#### Exercise aim
Only lines holding "YamlConfig" are wanted; copy each of them from the records below.

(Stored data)
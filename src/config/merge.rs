use std::env;
use std::path::PathBuf;

use super::ServerConfig;
use super::sections::{
    Delivery, MediaConfig, NeuralConfig, OfflineConfig, SttSettings, TranscoderConfig,
    TranslateConfig, TtsEngine, TtsSettings,
};
use super::utils::{non_empty, parse_env_var};
use super::yaml::YamlConfig;

/// Merge YAML configuration with environment variables
///
/// Priority order (highest to lowest):
/// 1. YAML configuration values
/// 2. Environment variables
/// 3. Default values
///
/// # Arguments
/// * `yaml_config` - Optional YAML configuration to use as overrides
pub fn merge_config(
    yaml_config: Option<YamlConfig>,
) -> Result<ServerConfig, Box<dyn std::error::Error>> {
    let yaml = yaml_config.unwrap_or_default();
    let defaults = ServerConfig::default();

    // Helper macro for string values: YAML > ENV
    macro_rules! get_optional {
        ($env_var:expr, $yaml_value:expr) => {
            non_empty($yaml_value).or_else(|| non_empty(env::var($env_var).ok()))
        };
    }

    // Helper macro for parsed values: YAML > ENV > Default
    macro_rules! get_parsed {
        ($env_var:expr, $yaml_value:expr, $default:expr) => {
            match $yaml_value {
                Some(value) => value,
                None => parse_env_var($env_var)?.unwrap_or($default),
            }
        };
    }

    // Server configuration
    let server = yaml.server.unwrap_or_default();
    let host = get_optional!("HOST", server.host).unwrap_or(defaults.host);
    let port = get_parsed!("PORT", server.port, defaults.port);
    let max_upload_bytes = get_parsed!(
        "MAX_UPLOAD_BYTES",
        server.max_upload_bytes,
        defaults.max_upload_bytes
    );

    // Media File Store
    let media_yaml = yaml.media.unwrap_or_default();
    let media_defaults = MediaConfig::default();
    let ttl_seconds = match media_yaml.ttl_seconds {
        Some(value) => value,
        None => parse_env_var("MEDIA_TTL_SECONDS")?
            .unwrap_or(media_defaults.ttl_seconds.unwrap_or(0)),
    };
    let media = MediaConfig {
        path: get_optional!("MEDIA_PATH", media_yaml.path)
            .map(PathBuf::from)
            .unwrap_or(media_defaults.path),
        // Zero disables the sweep
        ttl_seconds: (ttl_seconds > 0).then_some(ttl_seconds),
        sweep_interval_seconds: get_parsed!(
            "MEDIA_SWEEP_INTERVAL_SECONDS",
            media_yaml.sweep_interval_seconds,
            media_defaults.sweep_interval_seconds
        ),
    };

    // Engine selection
    let tts_yaml = yaml.tts.unwrap_or_default();
    let engine = match get_optional!("TTS_ENGINE", tts_yaml.engine) {
        Some(raw) => raw.parse::<TtsEngine>()?,
        None => TtsEngine::default(),
    };
    let delivery = get_optional!("TTS_DELIVERY", tts_yaml.delivery)
        .map(|raw| raw.parse::<Delivery>())
        .transpose()?;
    let tts = TtsSettings { engine, delivery };

    // Neural voice service
    let neural_yaml = yaml.neural.unwrap_or_default();
    let neural_defaults = NeuralConfig::default();
    let neural = NeuralConfig {
        api_key: get_optional!("AZURE_SPEECH_SUBSCRIPTION_KEY", neural_yaml.api_key),
        region: get_optional!("AZURE_SPEECH_REGION", neural_yaml.region)
            .unwrap_or(neural_defaults.region),
        endpoint: get_optional!("NEURAL_TTS_ENDPOINT", neural_yaml.endpoint),
        timeout_seconds: get_parsed!(
            "NEURAL_TTS_TIMEOUT_SECONDS",
            neural_yaml.timeout_seconds,
            neural_defaults.timeout_seconds
        ),
    };

    // Offline engine
    let offline_yaml = yaml.offline.unwrap_or_default();
    let offline_defaults = OfflineConfig::default();
    let offline = OfflineConfig {
        command: get_optional!("OFFLINE_TTS_COMMAND", offline_yaml.command)
            .map(PathBuf::from)
            .unwrap_or(offline_defaults.command),
        rate: get_parsed!("OFFLINE_TTS_RATE", offline_yaml.rate, offline_defaults.rate),
        default_voice: get_optional!("OFFLINE_TTS_DEFAULT_VOICE", offline_yaml.default_voice)
            .unwrap_or(offline_defaults.default_voice),
    };

    // Transcoder
    let transcoder_yaml = yaml.transcoder.unwrap_or_default();
    let transcoder_defaults = TranscoderConfig::default();
    let transcoder = TranscoderConfig {
        command: get_optional!("FFMPEG_COMMAND", transcoder_yaml.command)
            .map(PathBuf::from)
            .unwrap_or(transcoder_defaults.command),
        timeout_seconds: get_parsed!(
            "TRANSCODE_TIMEOUT_SECONDS",
            transcoder_yaml.timeout_seconds,
            transcoder_defaults.timeout_seconds
        ),
    };

    // Recognition
    let stt_yaml = yaml.stt.unwrap_or_default();
    let stt_defaults = SttSettings::default();
    let stt = SttSettings {
        enabled: get_parsed!("STT_ENABLED", stt_yaml.enabled, stt_defaults.enabled),
        model_path: get_optional!("STT_MODEL_PATH", stt_yaml.model_path).map(PathBuf::from),
        language: get_optional!("STT_LANGUAGE", stt_yaml.language)
            .filter(|lang| !lang.eq_ignore_ascii_case("auto")),
        silence_threshold: get_parsed!(
            "STT_SILENCE_THRESHOLD",
            stt_yaml.silence_threshold,
            stt_defaults.silence_threshold
        ),
    };

    // Translation
    let translate_yaml = yaml.translate.unwrap_or_default();
    let translate_defaults = TranslateConfig::default();
    let translate = TranslateConfig {
        endpoint: get_optional!("TRANSLATE_ENDPOINT", translate_yaml.endpoint)
            .unwrap_or(translate_defaults.endpoint),
        timeout_seconds: get_parsed!(
            "TRANSLATE_TIMEOUT_SECONDS",
            translate_yaml.timeout_seconds,
            translate_defaults.timeout_seconds
        ),
    };

    Ok(ServerConfig {
        host,
        port,
        max_upload_bytes,
        media,
        tts,
        neural,
        offline,
        transcoder,
        stt,
        translate,
    })
}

#### Final answer
use super::yaml::YamlConfig;
    yaml_config: Option<YamlConfig>,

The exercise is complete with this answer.